Prof. Dr. Julia Vorholt, Département de microbiologie, Ecole Polytechnique Fédérale de Zurich
Durant sa scolarité, Julia Vorholt a découvert que les objets deviennent passionnants dès qu’on les observe au microscope. A la suite de ses études de biologie, une thèse en microbiologie s’est donc imposée comme une évidence. « Les bactéries recouvrent par millions chaque centimètre carré de notre terre et maîtrisent l’art de la survie. On les trouve dans des endroits aux conditions environnementales extrêmes, tels que des sources chaudes, des eaux à très haute teneur en sels ou encore en des lieux toxiques pour l’être humain. » explique le Professeur Vorholt.
Julia Vorholt et son équipe de recherche étudient l’un de ces endroits aux conditions extrêmes : la phyllosphère. Ce terme, propre aux plantes, désigne la surface des feuilles, habitat d’un grand nombre de bactéries. La phyllosphère représente la plus grande surface biologique de la terre. Elle exige cependant de ses habitants une grande capacité d’adaptation, cet environnement étant relativement pauvre en nutriments et soumis à des conditions climatiques en constante évolution. Julia Vorholt et son groupe de recherche étudient la relation plantes-bactéries et cherchent, entre autres, à comprendre si cette cohabitation profite uniquement aux bactéries qui se nourrissent des déchets produits par les plantes, ou si les plantes aussi en tirent avantage. « Pour cela, nous étudions le métabolisme des bactéries, sa régulation ainsi que le flux de nutriments entre plantes et bactéries. » souligne la chercheuse.
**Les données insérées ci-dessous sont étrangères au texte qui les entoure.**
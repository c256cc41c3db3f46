use anyhow::{Context, Result};
use async_trait::async_trait;
use fantoccini::actions::{InputSource, KeyAction, KeyActions};
use fantoccini::key::Key;
use fantoccini::{Client, ClientBuilder, Locator};
use serde_json::{Value, json};
use std::path::Path;
use std::time::Duration;
use tracing::{debug, info};

use crate::config::Config;
use crate::driver::{BrowserDriver, FetchResponse, ViewerKey};
use crate::types::ViewportSize;

/// Browser instance for WebDriver automation
pub struct Browser {
    client: Client,
    http: reqwest::Client,
}

/// Supported browser types
#[derive(Debug, Clone, Copy, PartialEq, serde::Serialize, serde::Deserialize)]
#[serde(rename_all = "lowercase")]
pub enum BrowserType {
    /// Mozilla Firefox
    Firefox,
    /// Google Chrome/Chromium
    #[serde(alias = "chromium")]
    Chrome,
}

impl std::str::FromStr for BrowserType {
    type Err = anyhow::Error;

    /// Parse browser type from string (case-insensitive)
    fn from_str(s: &str) -> Result<Self> {
        match s.to_lowercase().as_str() {
            "firefox" => Ok(BrowserType::Firefox),
            "chrome" | "chromium" => Ok(BrowserType::Chrome),
            _ => anyhow::bail!("Unsupported browser: {}", s),
        }
    }
}

impl BrowserType {
    /// Get the WebDriver URL for this browser type
    pub fn get_webdriver_url(&self) -> String {
        match self {
            BrowserType::Firefox => "http://localhost:4444".to_string(),
            BrowserType::Chrome => "http://localhost:9515".to_string(),
        }
    }

    fn driver_name(&self) -> &'static str {
        match self {
            BrowserType::Firefox => "geckodriver",
            BrowserType::Chrome => "chromedriver",
        }
    }
}

/// How to start the browser session
#[derive(Debug, Clone)]
pub struct BrowserOptions {
    pub browser_type: BrowserType,
    pub webdriver_url: String,
    pub headless: bool,
    pub viewport: ViewportSize,
    pub user_agent: String,
}

impl From<&Config> for BrowserOptions {
    fn from(config: &Config) -> Self {
        Self {
            browser_type: config.driver,
            webdriver_url: config.webdriver_url(),
            headless: config.headless,
            viewport: config.window_size.clone(),
            user_agent: config.user_agent.clone(),
        }
    }
}

impl Browser {
    /// Open a new session against an already running WebDriver
    pub async fn connect(options: &BrowserOptions) -> Result<Self> {
        info!("Connecting to {:?} WebDriver", options.browser_type);

        if !Self::is_webdriver_running(&options.webdriver_url).await {
            let driver_name = options.browser_type.driver_name();
            anyhow::bail!(
                "Cannot connect to {} WebDriver at {}.\n\
                Please ensure {} is running:\n\
                  For Firefox: geckodriver --port 4444\n\
                  For Chrome: chromedriver --port 9515",
                driver_name,
                options.webdriver_url,
                driver_name
            );
        }

        let caps = Self::capabilities(options);
        debug!("Connecting to WebDriver at {}", options.webdriver_url);

        let client = ClientBuilder::rustls()
            .capabilities(caps)
            .connect(&options.webdriver_url)
            .await
            .context("Failed to connect to WebDriver")?;

        let vp = &options.viewport;
        debug!("Setting window size to {}x{}", vp.width, vp.height);
        if let Err(e) = client.set_window_size(vp.width, vp.height).await {
            debug!("Note: Could not set window size: {}", e);
        }

        let http = reqwest::Client::builder()
            .user_agent(options.user_agent.clone())
            .timeout(Duration::from_secs(60))
            .build()
            .context("Failed to build HTTP client")?;

        Ok(Browser { client, http })
    }

    fn capabilities(options: &BrowserOptions) -> serde_json::Map<String, Value> {
        let mut caps = serde_json::Map::new();
        let vp = &options.viewport;

        match options.browser_type {
            BrowserType::Firefox => {
                let mut args = Vec::new();
                if options.headless {
                    args.push("--headless".to_string());
                }
                args.push(format!("--width={}", vp.width));
                args.push(format!("--height={}", vp.height));

                caps.insert(
                    "moz:firefoxOptions".to_string(),
                    json!({
                        "args": args,
                        "prefs": { "general.useragent.override": options.user_agent },
                    }),
                );
            }
            BrowserType::Chrome => {
                let mut args = vec!["--no-sandbox".to_string()];
                if options.headless {
                    args.push("--headless=new".to_string());
                    args.push("--disable-gpu".to_string());
                    args.push("--disable-dev-shm-usage".to_string());
                }
                args.push(format!("--window-size={},{}", vp.width, vp.height));
                args.push(format!("--user-agent={}", options.user_agent));

                caps.insert("goog:chromeOptions".to_string(), json!({ "args": args }));
            }
        }
        caps
    }

    async fn is_webdriver_running(url: &str) -> bool {
        let status_url = format!("{}/status", url);

        match reqwest::Client::new()
            .get(&status_url)
            .timeout(Duration::from_secs(1))
            .send()
            .await
        {
            Ok(response) => response.status().is_success(),
            Err(_) => false,
        }
    }

    fn key_char(key: ViewerKey) -> char {
        match key {
            ViewerKey::ArrowLeft => Key::Left.into(),
            ViewerKey::ArrowRight => Key::Right.into(),
            ViewerKey::Space => Key::Space.into(),
        }
    }

    async fn perform_keys(&self, actions: KeyActions) -> Result<()> {
        self.client.perform_actions(actions).await?;
        self.client.release_actions().await?;
        Ok(())
    }

    pub async fn close(self) -> Result<()> {
        self.client.close().await?;
        Ok(())
    }
}

#[async_trait]
impl BrowserDriver for Browser {
    async fn visit(&self, url: &str) -> Result<()> {
        info!("Navigating to {}", url);
        self.client.goto(url).await?;

        let wait_script = r#"
            return document.readyState === 'complete';
        "#;

        // Max 2 seconds
        for _ in 0..20 {
            match self.client.execute(wait_script, vec![]).await {
                Ok(val) if val.as_bool().unwrap_or(false) => break,
                _ => tokio::time::sleep(Duration::from_millis(100)).await,
            }
        }

        Ok(())
    }

    async fn current_url(&self) -> Result<String> {
        Ok(self.client.current_url().await?.to_string())
    }

    async fn title(&self) -> Result<String> {
        Ok(self.client.title().await?)
    }

    async fn evaluate(&self, script: &str) -> Result<Value> {
        debug!("Evaluating script: {}", script);
        self.client
            .execute(script, vec![])
            .await
            .context("Script evaluation failed")
    }

    async fn execute(&self, script: &str) -> Result<()> {
        debug!("Executing script: {}", script);
        self.client
            .execute(script, vec![])
            .await
            .context("Script execution failed")?;
        Ok(())
    }

    async fn count(&self, selector: &str) -> Result<usize> {
        Ok(self.client.find_all(Locator::Css(selector)).await?.len())
    }

    async fn text(&self, selector: &str) -> Result<Option<String>> {
        match self.client.find_all(Locator::Css(selector)).await?.first() {
            Some(element) => Ok(Some(element.text().await?)),
            None => Ok(None),
        }
    }

    async fn attribute(&self, selector: &str, name: &str) -> Result<Option<String>> {
        match self.client.find_all(Locator::Css(selector)).await?.first() {
            Some(element) => Ok(element.attr(name).await?),
            None => Ok(None),
        }
    }

    async fn attributes(&self, selector: &str, name: &str) -> Result<Vec<Option<String>>> {
        let mut values = Vec::new();
        for element in self.client.find_all(Locator::Css(selector)).await? {
            values.push(element.attr(name).await?);
        }
        Ok(values)
    }

    async fn click(&self, selector: &str) -> Result<()> {
        debug!("Clicking {}", selector);
        self.client
            .find(Locator::Css(selector))
            .await
            .context(format!("Element not found: {}", selector))?
            .click()
            .await?;
        Ok(())
    }

    async fn click_link(&self, text: &str) -> Result<()> {
        self.client
            .find(Locator::LinkText(text))
            .await
            .context(format!("Link not found: {}", text))?
            .click()
            .await?;
        Ok(())
    }

    async fn fill(&self, name: &str, value: &str) -> Result<()> {
        let selector = format!("[name=\"{}\"]", name);
        let field = self
            .client
            .find(Locator::Css(&selector))
            .await
            .context(format!("Form field not found: {}", name))?;
        field.clear().await?;
        field.send_keys(value).await?;
        Ok(())
    }

    async fn press(&self, key: ViewerKey) -> Result<()> {
        let value = Self::key_char(key);
        let actions = KeyActions::new("keyboard".to_string())
            .then(KeyAction::Down { value })
            .then(KeyAction::Up { value });
        self.perform_keys(actions).await
    }

    async fn press_with_shift(&self, key: ViewerKey) -> Result<()> {
        let shift: char = Key::Shift.into();
        let value = Self::key_char(key);
        let actions = KeyActions::new("keyboard".to_string())
            .then(KeyAction::Down { value: shift })
            .then(KeyAction::Down { value })
            .then(KeyAction::Up { value })
            .then(KeyAction::Up { value: shift });
        self.perform_keys(actions).await
    }

    async fn send_text(&self, text: &str) -> Result<()> {
        let mut actions = KeyActions::new("keyboard".to_string());
        for value in text.chars() {
            actions = actions
                .then(KeyAction::Down { value })
                .then(KeyAction::Up { value });
        }
        self.perform_keys(actions).await
    }

    async fn screenshot(&self, path: &Path) -> Result<()> {
        let png = self.client.screenshot().await?;
        tokio::fs::write(path, png)
            .await
            .context(format!("Failed to write screenshot to {}", path.display()))?;
        Ok(())
    }

    async fn fetch(&self, url: &str) -> Result<FetchResponse> {
        debug!("Fetching {}", url);
        let response = self.http.get(url).send().await?;
        let status = response.status().as_u16();
        let body = response.bytes().await?.to_vec();
        Ok(FetchResponse { status, body })
    }
}
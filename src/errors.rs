use std::path::PathBuf;

/// Errors raised while matching, logging in to and capturing a book
#[derive(Debug, thiserror::Error)]
pub enum CaptureError {
    /// No site variant accepts the URL (exit code 2)
    #[error("The input URL is not supported: {0}")]
    UnsupportedUrl(String),
    /// The viewer never reported a usable page count (exit code 3)
    #[error("Page count unavailable: {0}")]
    PageDiscoveryFailed(String),
    /// A single frame could not be fetched or decoded; the session skips it
    #[error("Failed to fetch page {index} ({url}): {reason}")]
    FrameFetchFailed {
        index: usize,
        url: String,
        reason: String,
    },
    /// Output or log directory could not be created (exit code 4)
    #[error("Failed to create directory {}: {source}", path.display())]
    DirectoryCreateFailed {
        path: PathBuf,
        #[source]
        source: std::io::Error,
    },
    /// The site rejected the submitted credentials (exit code 5)
    #[error("Login failed: {0}")]
    LoginError(String),
    /// The captcha was still shown after the last answer (exit code 5)
    #[error("The captcha answer did not match")]
    CaptchaMismatch,
    /// A page script could not be evaluated
    #[error("Script evaluation failed: {0}")]
    ScriptEvaluationFailed(String),
    /// Configuration could not be parsed (exit code 6)
    #[error("Invalid configuration: {0}")]
    InvalidConfig(String),
    /// Generic error (exit code 1)
    #[error(transparent)]
    Other(#[from] anyhow::Error),
}

impl CaptureError {
    /// Get the exit code for this error
    pub fn exit_code(&self) -> i32 {
        match self {
            CaptureError::UnsupportedUrl(_) => 2,
            CaptureError::PageDiscoveryFailed(_) => 3,
            CaptureError::DirectoryCreateFailed { .. } => 4,
            CaptureError::LoginError(_) | CaptureError::CaptchaMismatch => 5,
            CaptureError::InvalidConfig(_) => 6,
            CaptureError::FrameFetchFailed { .. }
            | CaptureError::ScriptEvaluationFailed(_)
            | CaptureError::Other(_) => 1,
        }
    }

    /// Whether the error must end the whole process rather than the current URL
    pub fn is_fatal(&self) -> bool {
        matches!(
            self,
            CaptureError::DirectoryCreateFailed { .. } | CaptureError::InvalidConfig(_)
        )
    }
}

#[cfg(test)]
mod tests {
    use super::*;

    #[test]
    fn test_exit_codes() {
        assert_eq!(CaptureError::UnsupportedUrl("x".into()).exit_code(), 2);
        assert_eq!(CaptureError::PageDiscoveryFailed("x".into()).exit_code(), 3);
        assert_eq!(CaptureError::CaptchaMismatch.exit_code(), 5);
        assert_eq!(CaptureError::InvalidConfig("x".into()).exit_code(), 6);
        assert_eq!(
            CaptureError::Other(anyhow::anyhow!("boom")).exit_code(),
            1
        );
    }

    #[test]
    fn test_only_directory_and_config_errors_are_fatal() {
        let dir = CaptureError::DirectoryCreateFailed {
            path: PathBuf::from("/nonexistent/out"),
            source: std::io::Error::new(std::io::ErrorKind::PermissionDenied, "denied"),
        };
        assert!(dir.is_fatal());
        assert!(dir.to_string().contains("/nonexistent/out"));

        assert!(!CaptureError::LoginError("bad password".into()).is_fatal());
        assert!(
            !CaptureError::FrameFetchFailed {
                index: 3,
                url: "https://example.com/3.jpg".into(),
                reason: "HTTP 404".into(),
            }
            .is_fatal()
        );
    }
}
Dans un article paru dans le magazine scientifique de renom « Science », Julia Vorholt s’est penchée sur la question de savoir si certaines bactéries peuvent vivre en l’absence de phosphore, enfreignant ainsi l’une des règles de base du vivant stipulant que tous les organismes sur cette terre se composent de six éléments de base : le carbone, l’oxygène, l’azote, l’hydrogène, le soufre et le phosphore. En 2010, l’excitation au sein du monde scientifique était à son comble quand un chercheur américain a identifié la présence, dans un lac riche en sels et en arsenic, d’une bactérie ayant intégré dans son génome et dans ses protéines de l’arsenic à la place du phosphore. Cette découverte a, entres autres, été interprétée comme une possibilité qu’il y ait de la vie en dehors de notre planète. L’équipe de recherche de Julia Vorholt a alors commencé à rechercher la présence d’arsenic dans des précurseurs de biomolécules complexes existant chez cette souche de bactéries, ceci à l’aide de spectrométrie de masse à haute résolution. Les chercheurs ont ainsi découvert un petit nombre de molécules contenant de l’arsenic, dont des sucres. Cependant, ces liaisons sont apparues spontanément et n’ont pas activement été produites par ces bactéries. De plus amples travaux ont ensuite montré que ces bactéries possèdent un métabolisme du phosphate fonctionnel et qu’elles ne sont pas capables de métaboliser des molécules contenant de l’arsenic. Leur génome contient donc du phosphate, comme le génome de tous les organismes connus à ce jour. Mais alors, comment se fait-il que cette bactérie ait été trouvée dans un environnement si riche en arsenic ? Julia Vorholt l’explique de la manière suivante : « Les microorganismes sont extrêmement efficaces quant à leur capacité à incorporer le phosphate. Ils peuvent ainsi, même en présence d’une haute concentration d’arsenic dans leur environnement, incorporer assez de phosphate pour satisfaire leur métabolisme. Les bactéries « arsenic » maîtrisent donc parfaitement l’art de la survie. »
Julia Vorholt est née à Düren et a étudié la biologie à l’Université Philipps de Marburg. Après un doctorat en microbiologie, elle s’est rendue à Seattle pour poursuivre ses recherches. Elle a ensuite été cheffe de groupe à l’Institut Max-Planck de Marburg ainsi qu’au Laboratoire des Interactions Plantes-Microorganismes de Toulouse. Depuis 2006, elle est Professeur de microbiologie à l’Ecole Polytechnique Fédérale de Zurich (ETHZ).
Publications
Elias, M. et al., 2012: The molecular basis of phosphate discrimination in arsenate-rich environments; Nature, 491:134–137.
Erb, T. et al., 2012: GFAJ-1 Is an Arsenate-Resistant, Phosphate-Dependent Organism; Science, 337: 467-470.
Vorholt, J. A., 2012: Microbial life in the phyllosphere; Nature Reviews Microbiology, 10: 828-840.